Hacker News new | ask | show | jobs
by tlipcon 3800 days ago
Todd from the Apache Kudu (incubating) team here. I'll check this thread throughout the day in case there are any questions (and try to check the original post for comments as well).
3 comments

Does Kudu colocate data from different tables with equal keys? If not, is this or a similar feature on the road map?
It doesn't yet. It's on our nebulous "we'd like to do this some time" roadmap, but currently concentrating on some more basic stuff around stability and time series features.

Of course this is a huge optimization for data warehousing applications, where two co-partitioned tables can be joined without any network data transfer, and in some cases could even use merge join instead of hash based strategies. But, it's the usual time/scope/quality trinity, and we'd rather not compromise the third element.

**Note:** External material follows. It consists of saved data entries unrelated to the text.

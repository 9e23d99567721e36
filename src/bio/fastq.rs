//! FASTQ reading and compressed read-container writing.
//!
//! Reads are never collected in memory: callers stream records through
//! [`for_each_record`] and write them out with [`FastqWriter`].

use crate::{RegionplexError, Result};
use flate2::read::MultiGzDecoder;
use flate2::write::GzEncoder;
use flate2::Compression;
use std::fs::{File, OpenOptions};
use std::io::{BufRead, BufReader, BufWriter, Write};
use std::path::{Path, PathBuf};

const GZIP_MAGIC: [u8; 2] = [0x1f, 0x8b];

/// A borrowed view of one FASTQ (or FASTA) record.
#[derive(Debug, Clone, Copy)]
pub struct ReadRecord<'a> {
    pub id: &'a [u8],
    pub seq: &'a [u8],
    pub qual: Option<&'a [u8]>,
}

impl<'a> ReadRecord<'a> {
    /// The read name up to the first whitespace, as aligners report it.
    pub fn name(&self) -> &'a [u8] {
        let end = self
            .id
            .iter()
            .position(|c| c.is_ascii_whitespace())
            .unwrap_or(self.id.len());
        &self.id[..end]
    }
}

/// Open a plain or gzip-compressed file, detected from its magic bytes.
pub fn open_reader(path: &Path) -> Result<Box<dyn BufRead + Send>> {
    let file = File::open(path).map_err(|e| RegionplexError::input_access(path, e))?;
    let mut reader = BufReader::new(file);
    let is_gzip = reader.fill_buf()?.starts_with(&GZIP_MAGIC);

    if is_gzip {
        Ok(Box::new(BufReader::new(MultiGzDecoder::new(reader))))
    } else {
        Ok(Box::new(reader))
    }
}

/// Stream every record of a FASTQ/FASTA file. Returns the number of records.
pub fn for_each_record<F>(path: &Path, mut on_record: F) -> Result<u64>
where
    F: FnMut(ReadRecord<'_>) -> Result<()>,
{
    let mut reader = open_reader(path)?;
    // needletail rejects empty input; an empty container is a valid zero-read file
    if reader.fill_buf()?.is_empty() {
        return Ok(0);
    }

    let mut parser = needletail::parse_fastx_reader(reader)
        .map_err(|e| RegionplexError::Parse(format!("{}: {}", path.display(), e)))?;

    let mut count = 0u64;
    while let Some(record) = parser.next() {
        let record =
            record.map_err(|e| RegionplexError::Parse(format!("{}: {}", path.display(), e)))?;
        let seq = record.seq();
        on_record(ReadRecord {
            id: record.id(),
            seq: &seq,
            qual: record.qual(),
        })?;
        count += 1;
    }

    Ok(count)
}

pub fn count_records(path: &Path) -> Result<u64> {
    for_each_record(path, |_| Ok(()))
}

/// Read count and length summary of one read file.
#[derive(Debug, Clone, Copy, Default, PartialEq)]
pub struct ReadStats {
    pub reads: u64,
    pub total_bases: u64,
}

impl ReadStats {
    pub fn average_length(&self) -> Option<f64> {
        if self.reads == 0 {
            None
        } else {
            Some(self.total_bases as f64 / self.reads as f64)
        }
    }
}

pub fn read_stats(path: &Path) -> Result<ReadStats> {
    let mut total_bases = 0u64;
    let reads = for_each_record(path, |record| {
        total_bases += record.seq.len() as u64;
        Ok(())
    })?;
    Ok(ReadStats { reads, total_bases })
}

/// Gzip-compressed FASTQ writer.
///
/// Opening in append mode adds a new gzip member to the file; multi-member
/// files are read back transparently by [`open_reader`].
pub struct FastqWriter {
    path: PathBuf,
    encoder: GzEncoder<BufWriter<File>>,
    written: u64,
}

impl FastqWriter {
    pub fn create(path: &Path) -> Result<Self> {
        Self::from_file(path, File::create(path)?)
    }

    pub fn append(path: &Path) -> Result<Self> {
        let file = OpenOptions::new().create(true).append(true).open(path)?;
        Self::from_file(path, file)
    }

    fn from_file(path: &Path, file: File) -> Result<Self> {
        Ok(Self {
            path: path.to_path_buf(),
            encoder: GzEncoder::new(BufWriter::new(file), Compression::default()),
            written: 0,
        })
    }

    pub fn write_record(&mut self, name: &[u8], seq: &[u8], qual: &[u8]) -> Result<()> {
        self.encoder.write_all(b"@")?;
        self.encoder.write_all(name)?;
        self.encoder.write_all(b"\n")?;
        self.encoder.write_all(seq)?;
        self.encoder.write_all(b"\n+\n")?;
        if qual.len() == seq.len() {
            self.encoder.write_all(qual)?;
        } else {
            // FASTA input or a '*' quality column: emit a neutral placeholder
            self.encoder.write_all(&vec![b'I'; seq.len()])?;
        }
        self.encoder.write_all(b"\n")?;
        self.written += 1;
        Ok(())
    }

    pub fn written(&self) -> u64 {
        self.written
    }

    pub fn path(&self) -> &Path {
        &self.path
    }

    /// Flush the gzip trailer and close the file.
    pub fn finish(self) -> Result<u64> {
        let mut inner = self.encoder.finish()?;
        inner.flush()?;
        Ok(self.written)
    }
}

#[cfg(test)]
mod tests {
    use super::*;
    use pretty_assertions::assert_eq;
    use tempfile::TempDir;

    #[test]
    fn test_write_and_stream_back() {
        let dir = TempDir::new().unwrap();
        let path = dir.path().join("reads.fastq.gz");

        let mut writer = FastqWriter::create(&path).unwrap();
        writer.write_record(b"r1", b"ACGT", b"IIII").unwrap();
        writer.write_record(b"r2", b"ACGTAC", b"*").unwrap();
        assert_eq!(writer.finish().unwrap(), 2);

        let mut names = Vec::new();
        let mut quals = Vec::new();
        let count = for_each_record(&path, |record| {
            names.push(String::from_utf8_lossy(record.name()).to_string());
            quals.push(String::from_utf8_lossy(record.qual.unwrap()).to_string());
            Ok(())
        })
        .unwrap();

        assert_eq!(count, 2);
        assert_eq!(names, vec!["r1", "r2"]);
        assert_eq!(quals, vec!["IIII", "IIIIII"]);
    }

    #[test]
    fn test_appended_members_are_all_read() {
        let dir = TempDir::new().unwrap();
        let path = dir.path().join("bucket.fastq.gz");

        let mut first = FastqWriter::create(&path).unwrap();
        first.write_record(b"a", b"AC", b"II").unwrap();
        first.finish().unwrap();

        let mut second = FastqWriter::append(&path).unwrap();
        second.write_record(b"b", b"GT", b"II").unwrap();
        second.finish().unwrap();

        assert_eq!(count_records(&path).unwrap(), 2);
    }

    #[test]
    fn test_empty_containers_have_zero_reads() {
        let dir = TempDir::new().unwrap();
        let plain = dir.path().join("empty.fastq");
        File::create(&plain).unwrap();
        assert_eq!(count_records(&plain).unwrap(), 0);

        let gz = dir.path().join("empty.fastq.gz");
        FastqWriter::create(&gz).unwrap().finish().unwrap();
        assert_eq!(count_records(&gz).unwrap(), 0);
    }

    #[test]
    fn test_read_stats_average_length() {
        let dir = TempDir::new().unwrap();
        let path = dir.path().join("reads.fastq");
        std::fs::write(&path, "@a desc\nACGT\n+\nIIII\n@b\nACGTACGT\n+\nIIIIIIII\n").unwrap();

        let stats = read_stats(&path).unwrap();
        assert_eq!(stats.reads, 2);
        assert_eq!(stats.average_length(), Some(6.0));
    }

    #[test]
    fn test_missing_file_is_input_access_error() {
        let err = count_records(Path::new("/nonexistent/reads.fastq")).unwrap_err();
        assert!(matches!(err, RegionplexError::InputAccess { .. }));
    }
}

Glad to hear this is at least being considered. The optimizations for data warehousing you mentioned are my use case. I understand the it is a very active project with a lot on the road map. It's a very cool project and I follow you guys on http://gerrit.cloudera.org/#/q/status:open
Also worth noting it's an open source project so if you're interested in contributing in this area, we'd love to have you on board.
You can also join us on Slack here if that's more your style: http://getkudu-slack.herokuapp.com
Still haven't congratulated you guys. Kudu is what I always wanted in a datastore.
Thanks, Alex! Appreciate the kind words.
Seriously, everything we were trying to achieve with c5, and more. I just wish the c++ was more modern, but I know when the project started.
We've just updated to C++11 as of a couple weeks ago. Partially the issue was when it started, partially the issue is that we have to support older platforms and we have a C++ client library to worry about.